Landmark Blacktown mall selling for $900m

Also today, we are reporting GIC is selling a stake in a Perth shopping centre.

Haben, founded in 2009 by father and son Harold and Ben Finger, is teaming with one of the world’s biggest real estate investors, Hines, to buy Sydney’s Westpoint Blacktown.

Westpoint Blacktown contains over 94,000 square metres.

The nine hectare mall – one of the largest in western Sydney with 94,422 square metres – is speculated to be costing about $900 million.

Myer moved out of Westpoint Blacktown two years ago.

The buyers are now seeking to raise about $520m.

Another $50m will be offered to local private institutional investors.

US based Hines will tip in the most – $260m – followed by Haben with the balance ($210m).

Colliers’ Lachlan MacGillivray is brokering the off-market deal for QIC.

Westpoint Blacktown

Completed 51 years ago, opposite Blacktown train station, Westpoint services a catchment of about 330,000,

Annual visits circled 17.3m last year, according to QIC.

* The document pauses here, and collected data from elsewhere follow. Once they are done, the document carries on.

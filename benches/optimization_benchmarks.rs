//! Benchmarks for the scheduling engine.
//!
//! Run with: cargo bench

use criterion::{black_box, criterion_group, criterion_main, Criterion};
use polysched::prelude::*;

fn matmul() -> PolyProgram {
    RegionDescriptor::new("matmul")
        .parameter(Parameter::new("N").at_least(1))
        .statement(
            StatementDecl::new("S0", "[N] -> { S0[i, j] : 0 <= i < N and 0 <= j < N }")
                .write("C", "[N] -> { S0[i, j] -> C[i, j] }"),
        )
        .statement(
            StatementDecl::new("S1", "[N] -> { S1[i, j, k] : 0 <= i < N and 0 <= j < N and 0 <= k < N }")
                .read("C", "[N] -> { S1[i, j, k] -> C[i, j] }")
                .read("A", "[N] -> { S1[i, j, k] -> A[i, k] }")
                .read("B", "[N] -> { S1[i, j, k] -> B[k, j] }")
                .write("C", "[N] -> { S1[i, j, k] -> C[i, j] }"),
        )
        .build()
        .unwrap()
}

/// Benchmark parsing of set notation.
fn bench_parsing(c: &mut Criterion) {
    let source = "[N, M, K] -> { S1[i, j, k] : 0 <= i < N and 0 <= j < M and 0 <= k < K and i <= j + k }";

    c.bench_function("parse_domain", |b| {
        b.iter(|| polysched::frontend::parse_set(black_box(source), &[]).unwrap())
    });

    c.bench_function("lex_domain", |b| {
        b.iter(|| polysched::frontend::lexer::tokenize(black_box(source)).unwrap())
    });
}

/// Benchmark dependence analysis.
fn bench_dependences(c: &mut Criterion) {
    let program = matmul();
    c.bench_function("dependences_matmul", |b| {
        b.iter(|| compute_dependences(black_box(&program)).unwrap())
    });
}

/// Benchmark schedule synthesis and tree construction.
fn bench_scheduling(c: &mut Criterion) {
    let program = matmul();
    let deps = compute_dependences(&program).unwrap();

    c.bench_function("synthesize_matmul", |b| {
        b.iter(|| synthesize(black_box(&program), black_box(&deps), None))
    });

    let schedule = synthesize(&program, &deps, None);
    c.bench_function("legality_matmul", |b| {
        b.iter(|| is_legal(black_box(&schedule), black_box(&deps)))
    });
    c.bench_function("tree_matmul", |b| {
        b.iter(|| build_tree(black_box(&schedule), black_box(&program)).unwrap())
    });
}

criterion_group!(benches, bench_parsing, bench_dependences, bench_scheduling);
criterion_main!(benches);
//! Polyhedral operations: subtraction, projection, lexicographic order,
//! lexicographic minimum and point enumeration.
//!
//! Everything here is exact. A projection that leaves a stride keeps it as
//! a congruence constraint.

use crate::polyhedral::constraint::Constraint;
use crate::polyhedral::expr::AffineExpr;
use crate::polyhedral::set::{IntegerSet, UnionSet};
use crate::polyhedral::space::Space;
use crate::polyhedral::omega::{Extremum, LinearSystem, Row};

/// `a \ b` as a list of pairwise disjoint convex pieces.
///
/// With `b = c1 and ... and cn`, piece `i` is `a and c1 .. c(i-1) and not ci`.
pub fn subtract(a: &IntegerSet, b: &IntegerSet) -> Vec<IntegerSet> {
    let mut pieces = Vec::new();
    if a.is_empty() {
        return pieces;
    }
    let mut prefix = a.clone();
    for c in &b.constraints.constraints {
        for negated in c.negate() {
            let mut piece = prefix.clone();
            piece.add_constraint(negated);
            if !piece.is_empty() {
                pieces.push(piece);
            }
        }
        prefix.add_constraint(c.clone());
        if prefix.is_empty() {
            break;
        }
    }
    pieces
}

/// Exact projection of set dimensions `first .. first + n` onto the rest.
pub fn project_out(set: &IntegerSet, first: usize, n: usize) -> UnionSet {
    let vars: Vec<usize> = (first..first + n).filter(|&v| v < set.dim()).collect();
    let names: Vec<String> = set
        .dim_names()
        .into_iter()
        .enumerate()
        .filter(|(k, _)| !vars.contains(k))
        .map(|(_, name)| name)
        .collect();
    let space = Space::set_with_params(set.dim() - vars.len(), set.n_param())
        .with_dim_names(names)
        .with_param_names(set.space.param_names.clone());
    let (sys, strides) = set.affine_system();
    let mut projected = UnionSet::empty(space.clone());
    for (piece, kept) in sys.project_exact(&vars, &strides) {
        // a piece whose coefficients overflow `i64` is dropped
        if let Some(piece) = IntegerSet::from_system(space.clone(), &piece, &kept) {
            projected.push(piece);
        }
    }
    projected
}

/// Lexicographic minimum of the dimensions of `set` for fixed parameters.
pub fn lexmin(set: &IntegerSet, params: &[i64]) -> Option<Vec<i64>> {
    let sys = set.fix_params(params).to_system();
    let point = sys.lexmin()?;
    point.into_iter().take(set.dim()).map(|v| i64::try_from(v).ok()).collect()
}

/// Lexicographic maximum of the dimensions of `set` for fixed parameters.
pub fn lexmax(set: &IntegerSet, params: &[i64]) -> Option<Vec<i64>> {
    let mut sys = set.fix_params(params).to_system();
    let mut point = Vec::with_capacity(set.dim());
    for k in 0..set.dim() {
        let mut objective = sys.zero_row();
        objective[k + 1] = 1;
        let Extremum::Value(x) = sys.maximum(&objective) else { return None };
        let mut fix = sys.zero_row();
        fix[0] = -x;
        fix[k + 1] = 1;
        sys.add_eq(fix);
        point.push(i64::try_from(x).ok()?);
    }
    Some(point)
}

/// Enumerate the points of `set` for fixed parameters in lexicographic order.
///
/// Returns `None` if some coordinate is unbounded or there are more than
/// `limit` points.
pub fn enumerate(set: &IntegerSet, params: &[i64], limit: usize) -> Option<Vec<Vec<i64>>> {
    let sys = set.fix_params(params).to_system();
    let mut out = Vec::new();
    let mut prefix = Vec::with_capacity(set.dim());
    if walk(&sys, 0, set.dim(), &mut prefix, &mut out, limit) {
        Some(out)
    } else {
        None
    }
}

fn walk(
    sys: &LinearSystem,
    k: usize,
    n_dim: usize,
    prefix: &mut Vec<i64>,
    out: &mut Vec<Vec<i64>>,
    limit: usize,
) -> bool {
    if k == n_dim {
        if !sys.is_feasible() {
            return true;
        }
        out.push(prefix.clone());
        return out.len() <= limit;
    }
    let mut objective = sys.zero_row();
    objective[k + 1] = 1;
    let (lo, hi) = match (sys.minimum(&objective), sys.maximum(&objective)) {
        (Extremum::Empty, _) | (_, Extremum::Empty) => return true,
        (Extremum::Value(lo), Extremum::Value(hi)) => (lo, hi),
        _ => return false,
    };
    for v in lo..=hi {
        let Ok(value) = i64::try_from(v) else { return false };
        let mut fixed = sys.clone();
        let mut fix = fixed.zero_row();
        fix[0] = -v;
        fix[k + 1] = 1;
        fixed.add_eq(fix);
        prefix.push(value);
        let ok = walk(&fixed, k + 1, n_dim, prefix, out, limit);
        prefix.pop();
        if !ok {
            return false;
        }
    }
    true
}

/// `a - b`, zero-padding the shorter row.
pub fn row_sub(a: &Row, b: &Row) -> Row {
    (0..a.len().max(b.len()))
        .map(|i| a.get(i).copied().unwrap_or(0) - b.get(i).copied().unwrap_or(0))
        .collect()
}

/// Pieces of `base` on which the vector `lhs` strictly precedes `rhs`,
/// tagged with the first differing position.
///
/// Positions where both sides are the same constant are skipped, and a
/// constant difference decides the order without a constraint.
pub fn lex_precedes(base: &IntegerSet, lhs: &[AffineExpr], rhs: &[AffineExpr]) -> Vec<(usize, IntegerSet)> {
    let mut pieces = Vec::new();
    let mut prefix = base.clone();
    for (p, (a, b)) in lhs.iter().zip(rhs).enumerate() {
        match (b.clone() - a.clone()).as_constant() {
            Some(d) if d > 0 => {
                pieces.push((p, prefix));
                return pieces;
            }
            Some(d) if d < 0 => return pieces,
            Some(_) => continue,
            None => {
                let mut piece = prefix.clone();
                piece.add_constraint(Constraint::lt(a.clone(), b.clone()));
                pieces.push((p, piece));
                prefix.add_constraint(Constraint::eq(a.clone(), b.clone()));
            }
        }
    }
    pieces
}

/// Row for `expr` in a system of `n_var` variables, with the expression's
/// dimensions starting at `dim_offset` and its parameters at `param_offset`.
pub fn place_expr(expr: &AffineExpr, dim_offset: usize, param_offset: usize, n_var: usize) -> Row {
    let mut row = vec![0i128; n_var + 1];
    row[0] = expr.constant as i128;
    for (k, &c) in expr.coeffs.iter().enumerate() {
        if let Some(slot) = row.get_mut(1 + dim_offset + k) {
            *slot += c as i128;
        }
    }
    for (j, &c) in expr.param_coeffs.iter().enumerate() {
        if let Some(slot) = row.get_mut(1 + param_offset + j) {
            *slot += c as i128;
        }
    }
    row
}

#[cfg(test)]
mod tests {
    use super::*;

    fn triangle() -> IntegerSet {
        // { [i, j] : 0 <= i < N and 0 <= j <= i }
        let mut s = IntegerSet::universe(Space::set_with_params(2, 1));
        s.add_constraint(Constraint::lower_bound(0, 0, 2, 1));
        s.add_constraint(Constraint::lt(AffineExpr::var(0, 2, 1), AffineExpr::param(0, 2, 1)));
        s.add_constraint(Constraint::lower_bound(1, 0, 2, 1));
        s.add_constraint(Constraint::le(AffineExpr::var(1, 2, 1), AffineExpr::var(0, 2, 1)));
        s
    }

    #[test]
    fn test_enumerate_triangle() {
        let pts = enumerate(&triangle(), &[3], 100).unwrap();
        assert_eq!(pts.len(), 6);
        assert_eq!(pts[0], vec![0, 0]);
        assert_eq!(pts[5], vec![2, 2]);
        assert!(enumerate(&triangle(), &[100], 10).is_none());
    }

    #[test]
    fn test_lexmin_lexmax() {
        assert_eq!(lexmin(&triangle(), &[5]), Some(vec![0, 0]));
        assert_eq!(lexmax(&triangle(), &[5]), Some(vec![4, 4]));
        assert_eq!(lexmin(&triangle(), &[0]), None);
    }

    #[test]
    fn test_project_out_inner() {
        let p = project_out(&triangle(), 1, 1);
        assert_eq!(p.dim(), 1);
        assert_eq!(p.pieces().len(), 1);
        assert!(p.contains(&[0], &[3]) && p.contains(&[2], &[3]));
        assert!(!p.contains(&[3], &[3]));
    }

    #[test]
    fn test_project_out_strided_image() {
        // { [i, x] : 0 <= i < 5 and x = 2i + 1 } onto x
        let mut s = IntegerSet::rectangular(&[5, 100]);
        let mut image = AffineExpr::var(0, 2, 0).scale(2);
        image.constant = 1;
        s.add_constraint(Constraint::eq(AffineExpr::var(1, 2, 0), image));
        let p = project_out(&s, 0, 1);
        let pts: Vec<i64> = p.points(&[], 100).unwrap().into_iter().map(|v| v[0]).collect();
        assert_eq!(pts, vec![1, 3, 5, 7, 9]);
    }

    #[test]
    fn test_subtract_is_disjoint_cover() {
        let a = IntegerSet::rectangular(&[4, 4]);
        let b = IntegerSet::rectangular(&[2, 2]);
        let pieces = subtract(&a, &b);
        let mut seen = std::collections::BTreeSet::new();
        for piece in &pieces {
            for p in enumerate(piece, &[], 100).unwrap() {
                assert!(seen.insert(p), "pieces overlap");
            }
        }
        assert_eq!(seen.len(), 12);
    }

    #[test]
    fn test_lex_precedes_constant_positions() {
        // (0, i, 0) before (0, j, 1) over [i, j]
        let base = IntegerSet::rectangular(&[3, 3]);
        let lhs = vec![AffineExpr::constant(0, 2, 0), AffineExpr::var(0, 2, 0), AffineExpr::constant(0, 2, 0)];
        let rhs = vec![AffineExpr::constant(0, 2, 0), AffineExpr::var(1, 2, 0), AffineExpr::constant(1, 2, 0)];
        let pieces = lex_precedes(&base, &lhs, &rhs);
        let levels: Vec<usize> = pieces.iter().map(|(p, _)| *p).collect();
        assert_eq!(levels, vec![1, 2]);
        assert_eq!(enumerate(&pieces[0].1, &[], 100).unwrap().len(), 3);
        assert_eq!(enumerate(&pieces[1].1, &[], 100).unwrap().len(), 3);
    }

    #[test]
    fn test_place_expr() {
        let mut e = AffineExpr::var(1, 2, 1) + AffineExpr::param(0, 2, 1);
        e.constant = 4;
        assert_eq!(place_expr(&e, 3, 0, 5), vec![4, 1, 0, 0, 0, 1]);
    }
}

Aldi, Big W, Coles, Kmart, Uniqlo and Woolworths are amongst the anchors; there are 253 tenancies with almost 90 per cent of income is derived from national and listed businesses.

Two floors vacated by Myer in 2022 are now occupied by a Club Lime gym, Cotton On, JB Hi Fi, Harris Scarfe and Uniqlo, following a refurbishment (story continues below).

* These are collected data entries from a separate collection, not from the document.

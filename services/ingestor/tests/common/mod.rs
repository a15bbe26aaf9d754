//! Shared harness for pipeline integration tests.
//!
//! Runs the real pipelines over the in-memory store with a scripted
//! bus (direct sends into the per-family channels).  Flow events are
//! observed through a tapped fanout connection, exactly as a dashboard
//! would see them.

#![allow(dead_code)]

use ingestor::bus::{BusMessage, BusRouter};
use ingestor::config::{load_config_from_str, IngestorConfig};
use ingestor::hub::ConnQueue;
use ingestor::pipeline;
use ingestor::state::AppState;
use chrono::Utc;
use std::sync::Arc;
use std::time::Duration;
use tokio::sync::{mpsc, watch};
use tokio::task::JoinHandle;
use vf_model::{DeviceFamily, FlowEvent};
use vf_protocol::ServerMessage;
use vf_test_utils::MemStore;

const TEST_CONFIG: &str = r#"
    schema_version = 1
    default_hospital_id = "H-DEFAULT"

    [bus]
    endpoint = "mqtt://unused:1883"

    [store]
    uri = "mongodb://unused"
"#;

pub struct Harness {
    pub store: Arc<MemStore>,
    pub state: AppState,
    router: BusRouter,
    shutdown: watch::Sender<bool>,
    pipelines: Vec<JoinHandle<()>>,
}

impl Harness {
    pub fn config() -> IngestorConfig {
        load_config_from_str(TEST_CONFIG).expect("test config parses")
    }

    pub async fn start() -> Harness {
        Harness::start_with(Harness::config()).await
    }

    pub async fn start_with(config: IngestorConfig) -> Harness {
        let store = Arc::new(MemStore::new());
        let (shutdown, shutdown_rx) = watch::channel(false);
        let state = AppState::new(
            Arc::new(config),
            store.clone(),
            store.clone(),
            store.clone(),
            shutdown_rx,
        );

        let (gateway_tx, gateway_rx) = mpsc::channel(16);
        let (watch_tx, watch_rx) = mpsc::channel(16);
        let (kiosk_tx, kiosk_rx) = mpsc::channel(16);
        let router = BusRouter::new(gateway_tx, watch_tx, kiosk_tx);
        let pipelines = vec![
            tokio::spawn(pipeline::run(
                state.clone(),
                DeviceFamily::GatewayBox,
                gateway_rx,
            )),
            tokio::spawn(pipeline::run(state.clone(), DeviceFamily::Watch, watch_rx)),
            tokio::spawn(pipeline::run(
                state.clone(),
                DeviceFamily::HospitalKiosk,
                kiosk_rx,
            )),
        ];

        Harness {
            store,
            state,
            router,
            shutdown,
            pipelines,
        }
    }

    /// Inject one raw bus message, as the broker session would.
    pub async fn publish(&self, topic: &str, payload: Vec<u8>) {
        self.router
            .route(BusMessage {
                topic: topic.to_owned(),
                payload,
                received_at: Utc::now(),
            })
            .await;
    }

    /// Attach a fanout tap that receives every broadcast; the
    /// connection id can be used to subscribe the tap to rooms.
    pub fn tap(&self) -> (u64, Arc<ConnQueue>) {
        self.state.hub.register()
    }

    pub async fn stop(self) {
        let _ = self.shutdown.send(true);
        for handle in self.pipelines {
            let _ = handle.await;
        }
    }
}

/// Poll until `predicate` holds or the timeout elapses.
pub async fn wait_until<F: Fn() -> bool>(predicate: F, timeout: Duration) {
    let deadline = tokio::time::Instant::now() + timeout;
    while !predicate() {
        assert!(
            tokio::time::Instant::now() < deadline,
            "condition not reached within {timeout:?}"
        );
        tokio::time::sleep(Duration::from_millis(10)).await;
    }
}

/// Drain whatever is currently queued on a tap, keeping only flow
/// events.
pub async fn drain_flow_events(queue: &Arc<ConnQueue>) -> Vec<FlowEvent> {
    let mut events = Vec::new();
    while let Ok(Some(message)) =
        tokio::time::timeout(Duration::from_millis(50), queue.pop()).await
    {
        if let ServerMessage::FlowEvent { event } = message {
            events.push(event);
        }
    }
    events
}

/// Drain every queued message of any kind.
pub async fn drain_messages(queue: &Arc<ConnQueue>) -> Vec<ServerMessage> {
    let mut messages = Vec::new();
    while let Ok(Some(message)) =
        tokio::time::timeout(Duration::from_millis(50), queue.pop()).await
    {
        messages.push(message);
    }
    messages
}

There is also 1949 sqm of co-working space and 4378 car parks.

Blacktown is about 34 kilometres from the CBD.

Haben, Hines spend again

Any Westpoint Blacktown deal would come three years since Haben bought Wollongong Central for just over $400m, from The GPT Group.

Also in 2021, in Melbourne, the fund manager and investor teamed with Hong Kong’s JY Group for Casey Central, which cost $225m.

The pair also own The Pines in East Doncaster, in that city.

That mall set it back $153m in 2020 from Stockland.

Haben has invested heavily in Queensland over the past two years with assets, including seizing full control of Stockland Townsville, with separate deals to Stockland and the Dexus managed AMP Shopping Centre Fund, which held equal stakes.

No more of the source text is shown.